Was he concerned about the efforts of Edward Siedle, a self-styled “financial watchdog” and Forbes writer who was halfway toward raising the $20,000 on Kickstarter he said he needed to perform a “follow-up forensic investigation” of the Rhode Island state pension?

Not especially. People have been putting pressure on the state’s pension, and other states’ pensions, for years now. Did he not think that Siedle, who possesses a crisp resume and worked for years as an SEC attorney, might be a little different?
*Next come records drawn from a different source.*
//! Textbook chunking strategies.
//!
//! This module provides the [`Chunker`] trait and two implementations:
//!
//! - [`FixedSizeChunker`] splits by character count with configurable overlap
//! - [`RecursiveChunker`] splits hierarchically by paragraphs, sentences, then words
//!
//! Sizes are measured in characters, never bytes, so multi-byte scripts are
//! split safely.

use serde_json::Value;

use crate::document::{IndexRecord, TextbookDocument, fields};
use crate::error::{RagError, Result};

const SEPARATORS: [&str; 5] = ["\n\n", ". ", "! ", "? ", " "];

/// A strategy for splitting textbooks into indexable records.
///
/// Implementations produce [`IndexRecord`]s with text and metadata but an
/// empty embedding. Embeddings are attached by the engine during ingestion.
pub trait Chunker: Send + Sync {
    /// Split a document into records.
    ///
    /// Returns an empty `Vec` if the document text is blank. Record ids are
    /// `{document_id}_{chunk_index}` and every record carries the document's
    /// base metadata plus its `chunk_index`.
    fn chunk(&self, document: &TextbookDocument) -> Vec<IndexRecord>;
}

fn check_sizes(chunk_size: usize, chunk_overlap: usize) -> Result<()> {
    if chunk_size == 0 {
        return Err(RagError::ChunkingError("chunk_size must be greater than zero".to_string()));
    }
    if chunk_overlap >= chunk_size {
        return Err(RagError::ChunkingError(format!(
            "chunk_overlap ({chunk_overlap}) must be less than chunk_size ({chunk_size})"
        )));
    }
    Ok(())
}

fn to_records(document: &TextbookDocument, pieces: Vec<String>) -> Vec<IndexRecord> {
    let base = document.base_metadata();
    pieces
        .into_iter()
        .filter(|text| !text.trim().is_empty())
        .enumerate()
        .map(|(i, text)| {
            let mut metadata = base.clone();
            metadata.insert(fields::CHUNK_INDEX.to_string(), Value::from(i));
            IndexRecord {
                id: format!("{}_{i}", document.id),
                text: text.trim().to_string(),
                embedding: Vec::new(),
                metadata,
            }
        })
        .collect()
}

/// Splits text into fixed-size chunks by character count with overlap.
///
/// # Example
///
/// ```rust,ignore
/// use tutor_rag::FixedSizeChunker;
///
/// let chunker = FixedSizeChunker::new(256, 50)?;
/// let records = chunker.chunk(&textbook);
/// ```
#[derive(Debug, Clone)]
pub struct FixedSizeChunker {
    chunk_size: usize,
    chunk_overlap: usize,
}

impl FixedSizeChunker {
    /// Create a new `FixedSizeChunker`.
    ///
    /// # Errors
    ///
    /// Returns [`RagError::ChunkingError`] if `chunk_size` is zero or the
    /// overlap is not smaller than it.
    pub fn new(chunk_size: usize, chunk_overlap: usize) -> Result<Self> {
        check_sizes(chunk_size, chunk_overlap)?;
        Ok(Self { chunk_size, chunk_overlap })
    }
}

impl Chunker for FixedSizeChunker {
    fn chunk(&self, document: &TextbookDocument) -> Vec<IndexRecord> {
        to_records(document, split_by_size(&document.text, self.chunk_size, self.chunk_overlap))
    }
}

/// Splits text hierarchically: paragraphs, then sentences, then words.
///
/// Paragraphs (`\n\n`) are merged greedily up to `chunk_size`. A paragraph
/// that is still too long is split at sentence ends (`. `, `! `, `? `), and a
/// sentence that is still too long at spaces. Only a single word longer than
/// `chunk_size` falls back to fixed-size splitting with overlap.
#[derive(Debug, Clone)]
pub struct RecursiveChunker {
    chunk_size: usize,
    chunk_overlap: usize,
}

impl RecursiveChunker {
    /// Create a new `RecursiveChunker`.
    ///
    /// # Errors
    ///
    /// Returns [`RagError::ChunkingError`] if `chunk_size` is zero or the
    /// overlap is not smaller than it.
    pub fn new(chunk_size: usize, chunk_overlap: usize) -> Result<Self> {
        check_sizes(chunk_size, chunk_overlap)?;
        Ok(Self { chunk_size, chunk_overlap })
    }
}

impl Default for RecursiveChunker {
    fn default() -> Self {
        Self { chunk_size: 800, chunk_overlap: 100 }
    }
}

impl Chunker for RecursiveChunker {
    fn chunk(&self, document: &TextbookDocument) -> Vec<IndexRecord> {
        let pieces =
            split_and_merge(&document.text, self.chunk_size, self.chunk_overlap, &SEPARATORS);
        to_records(document, pieces)
    }
}

/// Split text by a separator, then merge segments into chunks that respect
/// `chunk_size`. Oversized segments are split with the next separator.
fn split_and_merge(
    text: &str,
    chunk_size: usize,
    chunk_overlap: usize,
    separators: &[&str],
) -> Vec<String> {
    let Some((separator, remaining)) = separators.split_first() else {
        return split_by_size(text, chunk_size, chunk_overlap);
    };
    if char_len(text) <= chunk_size {
        return vec![text.to_string()];
    }

    let mut chunks = Vec::new();
    let mut current = String::new();
    let mut current_len = 0;

    for segment in split_keeping_separator(text, separator) {
        let segment_len = char_len(segment);
        if current_len + segment_len > chunk_size && !current.is_empty() {
            flush(&mut chunks, &current, current_len, chunk_size, chunk_overlap, remaining);
            current.clear();
            current_len = 0;
        }
        current.push_str(segment);
        current_len += segment_len;
    }
    if !current.is_empty() {
        flush(&mut chunks, &current, current_len, chunk_size, chunk_overlap, remaining);
    }

    chunks
}

fn flush(
    chunks: &mut Vec<String>,
    current: &str,
    current_len: usize,
    chunk_size: usize,
    chunk_overlap: usize,
    separators: &[&str],
) {
    if current_len > chunk_size {
        chunks.extend(split_and_merge(current, chunk_size, chunk_overlap, separators));
    } else {
        chunks.push(current.to_string());
    }
}

/// Split text at a separator, keeping the separator on the preceding segment.
fn split_keeping_separator<'a>(text: &'a str, separator: &str) -> Vec<&'a str> {
    let mut result = Vec::new();
    let mut start = 0;

    while let Some(pos) = text[start..].find(separator) {
        let end = start + pos + separator.len();
        result.push(&text[start..end]);
        start = end;
    }

    if start < text.len() {
        result.push(&text[start..]);
    }

    result
}

/// Character-count splitting with overlap.
fn split_by_size(text: &str, chunk_size: usize, chunk_overlap: usize) -> Vec<String> {
    let bounds: Vec<usize> =
        text.char_indices().map(|(i, _)| i).chain(std::iter::once(text.len())).collect();
    let total = bounds.len() - 1;
    let step = chunk_size.saturating_sub(chunk_overlap).max(1);

    let mut chunks = Vec::new();
    let mut start = 0;
    while start < total {
        let end = (start + chunk_size).min(total);
        chunks.push(text[bounds[start]..bounds[end]].to_string());
        if end == total {
            break;
        }
        start += step;
    }

    chunks
}

fn char_len(text: &str) -> usize {
    text.chars().count()
}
“Yes and no,” Saul said. “The pension is a public trust fund with contributions from employees that pay into the trust and we build ourselves as trying to be as open and transparent as possible. As not just the Rhode Island plan, but all state and municipal plans across the country have seen an increased amount of interest over the last three or four years if not longer.”
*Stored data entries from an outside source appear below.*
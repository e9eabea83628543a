//! Reduction of a chunk list to a single confidence score.

use crate::document::{Chunk, clamp_unit};

/// Weight of the mean similarity of the relevant set.
const SIMILARITY_WEIGHT: f32 = 0.7;
/// Weight of the evidence-count factor.
const EVIDENCE_WEIGHT: f32 = 0.3;
/// Number of corroborating chunks that counts as full evidence.
const FULL_EVIDENCE_CHUNKS: f32 = 3.0;

/// Scores how well a set of chunks supports an answer.
///
/// Only chunks at or above the similarity threshold count. The score blends
/// their mean similarity with a saturating evidence-count factor:
///
/// ```text
/// confidence = 0.7 * mean(similarity) + 0.3 * min(|relevant| / 3, 1)
/// ```
///
/// An empty relevant set scores exactly `0.0`.
#[derive(Debug, Clone, Copy)]
pub struct ConfidenceScorer {
    similarity_threshold: f32,
}

impl ConfidenceScorer {
    pub fn new(similarity_threshold: f32) -> Self {
        Self { similarity_threshold }
    }

    pub fn similarity_threshold(&self) -> f32 {
        self.similarity_threshold
    }

    /// Whether a chunk counts as relevant evidence.
    pub fn is_relevant(&self, chunk: &Chunk) -> bool {
        chunk.similarity() >= self.similarity_threshold
    }

    /// The chunks that count as relevant evidence, in their original order.
    pub fn relevant<'a>(&self, chunks: &'a [Chunk]) -> Vec<&'a Chunk> {
        chunks.iter().filter(|c| self.is_relevant(c)).collect()
    }

    /// Confidence in `[0, 1]`.
    pub fn score(&self, chunks: &[Chunk]) -> f32 {
        let relevant = self.relevant(chunks);
        if relevant.is_empty() {
            return 0.0;
        }

        let count = relevant.len() as f32;
        let avg_similarity = relevant.iter().map(|c| c.similarity()).sum::<f32>() / count;
        let chunk_factor = (count / FULL_EVIDENCE_CHUNKS).min(1.0);
        clamp_unit(SIMILARITY_WEIGHT * avg_similarity + EVIDENCE_WEIGHT * chunk_factor)
    }
}
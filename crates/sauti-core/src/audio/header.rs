//! Leading header detection and sample-rate extraction

use bytes::{Bytes, BytesMut};
use tracing::debug;

/// Metadata parsed once from the front of the stream.
#[derive(Debug, Clone, Copy, PartialEq, Eq)]
pub struct StreamHeader {
    pub sample_rate: u32,
}

/// Strips the fixed-size leading block from the stream and reads the
/// sample rate out of it.
///
/// Aligned spans are buffered until a full header is available, spanning
/// chunk boundaries if needed; nothing reaches the decoder before then.
/// After the single successful parse the extractor is a passthrough.
pub struct HeaderExtractor {
    header_len: usize,
    rate_offset: usize,
    pending: BytesMut,
    header: Option<StreamHeader>,
}

impl HeaderExtractor {
    pub fn new(header_len: usize, rate_offset: usize) -> Self {
        debug_assert!(rate_offset + 4 <= header_len);
        Self {
            header_len,
            rate_offset,
            pending: BytesMut::new(),
            header: None,
        }
    }

    /// Feed one aligned span.
    ///
    /// Returns the parsed header on the call that completes it, plus the
    /// bytes left over after the header. Before that point every span is
    /// consumed whole and the returned remainder is empty; after it the
    /// span comes straight back.
    pub fn extract(&mut self, span: Bytes) -> (Option<StreamHeader>, Bytes) {
        if self.header.is_some() {
            return (None, span);
        }

        self.pending.extend_from_slice(&span);
        if self.pending.len() < self.header_len {
            return (None, Bytes::new());
        }

        let block = self.pending.split_to(self.header_len);
        let at = self.rate_offset;
        let sample_rate = u32::from_le_bytes([block[at], block[at + 1], block[at + 2], block[at + 3]]);
        let header = StreamHeader { sample_rate };
        self.header = Some(header);
        debug!("Parsed {}-byte stream header: {} Hz", self.header_len, sample_rate);

        (Some(header), self.pending.split().freeze())
    }

    /// The header, once one has parsed.
    pub fn header(&self) -> Option<StreamHeader> {
        self.header
    }

    /// Bytes buffered while waiting for a complete header.
    pub fn pending_len(&self) -> usize {
        self.pending.len()
    }
}

#[cfg(test)]
mod tests {
    use super::*;

    fn header_bytes(sample_rate: u32) -> Vec<u8> {
        let mut block = vec![0u8; 44];
        block[24..28].copy_from_slice(&sample_rate.to_le_bytes());
        block
    }

    #[test]
    fn exact_header_parses_with_empty_remainder() {
        let mut extractor = HeaderExtractor::new(44, 24);
        let (header, rest) = extractor.extract(Bytes::from(header_bytes(24000)));
        assert_eq!(header, Some(StreamHeader { sample_rate: 24000 }));
        assert!(rest.is_empty());
    }

    #[test]
    fn header_split_across_spans_is_buffered() {
        let block = header_bytes(48000);
        let mut extractor = HeaderExtractor::new(44, 24);

        let (header, rest) = extractor.extract(Bytes::copy_from_slice(&block[..10]));
        assert_eq!(header, None);
        assert!(rest.is_empty());
        assert_eq!(extractor.pending_len(), 10);

        let (header, rest) = extractor.extract(Bytes::copy_from_slice(&block[10..]));
        assert_eq!(header, Some(StreamHeader { sample_rate: 48000 }));
        assert!(rest.is_empty());
    }

    #[test]
    fn bytes_past_the_header_come_back_as_remainder() {
        let mut data = header_bytes(22050);
        data.extend_from_slice(&[9, 9, 9, 9]);
        let mut extractor = HeaderExtractor::new(44, 24);

        let (header, rest) = extractor.extract(Bytes::from(data));
        assert_eq!(header.map(|h| h.sample_rate), Some(22050));
        assert_eq!(&rest[..], &[9, 9, 9, 9]);
    }

    #[test]
    fn extractor_is_a_passthrough_after_parsing() {
        let mut extractor = HeaderExtractor::new(44, 24);
        extractor.extract(Bytes::from(header_bytes(24000)));

        let (header, rest) = extractor.extract(Bytes::from_static(&[1, 2, 3, 4]));
        assert_eq!(header, None);
        assert_eq!(&rest[..], &[1, 2, 3, 4]);
        assert_eq!(extractor.header().map(|h| h.sample_rate), Some(24000));
    }

    #[test]
    fn short_stream_never_produces_a_header() {
        let mut extractor = HeaderExtractor::new(44, 24);
        let (header, rest) = extractor.extract(Bytes::from_static(&[0u8; 20]));
        assert_eq!(header, None);
        assert!(rest.is_empty());
        assert_eq!(extractor.pending_len(), 20);
        assert_eq!(extractor.header(), None);
    }
}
Saul, who has a bachelor’s in accountancy from George Washington University and an MBA from Salve Regina University, said that the retirement kitty for state employees, specifically, that he looks after was funded to 57.4 percent as of June 30, 2014 – the last date for which hard data had been collected.

Could he say whether things had trended in a positive direction since that time and what the goal might be 12 months from now?

“We have a funding policy in place, and that is designed to get us to 100 percent funded status,” Saul said. “What we’re doing now is we’re working in amortizing the unfunded liability, and assuming we’ll hit all our assumptions, our plan will be 100 percent funded at a future date.”

How many times a day did he observe himself checking the market?

“Not often, in the morning, at night,” Saul said. “I do stay on it, though, it helps me know where we are.”

Rhode Island is far from the only state to find itself in a pension squeeze, of course. New Hampshire, Louisiana, Illinois, Connecticut and Kentucky have all found themselves in similar straits.

“Other states have moved up, and have moved from a lower-funded status to a healthy status,” Saul said. “We’re on our way. We believe the things that we’re doing will get us there. Some of the reforms from 2011 have helped and will continue to help.”

Saul was referring to – then-treasurer and now governor – Gina M. Raimondo’s reworking of the pension system that eventually came to be known as the Rhode Island Retirement Security Act of 2011, which was approved by wide margins in both houses of the state legislature and signed into law by then-Gov. Lincoln D. Chafee.

“Other states have done this, there’s no one magic formula to do it,” Saul said. “You can’t take what State X did and say, ‘This is going to work.’ The best plan is more money in and less money out. That’s what every state’s goal is.”

Among the things for which Saul is responsible for is information technology. And IT has been occupying him as his office oversees a transition from a 15-year-old, mainframe-based system to a cutting-edge, Web-based system. With information as sensitive as that under his purview, security is paramount, Saul said.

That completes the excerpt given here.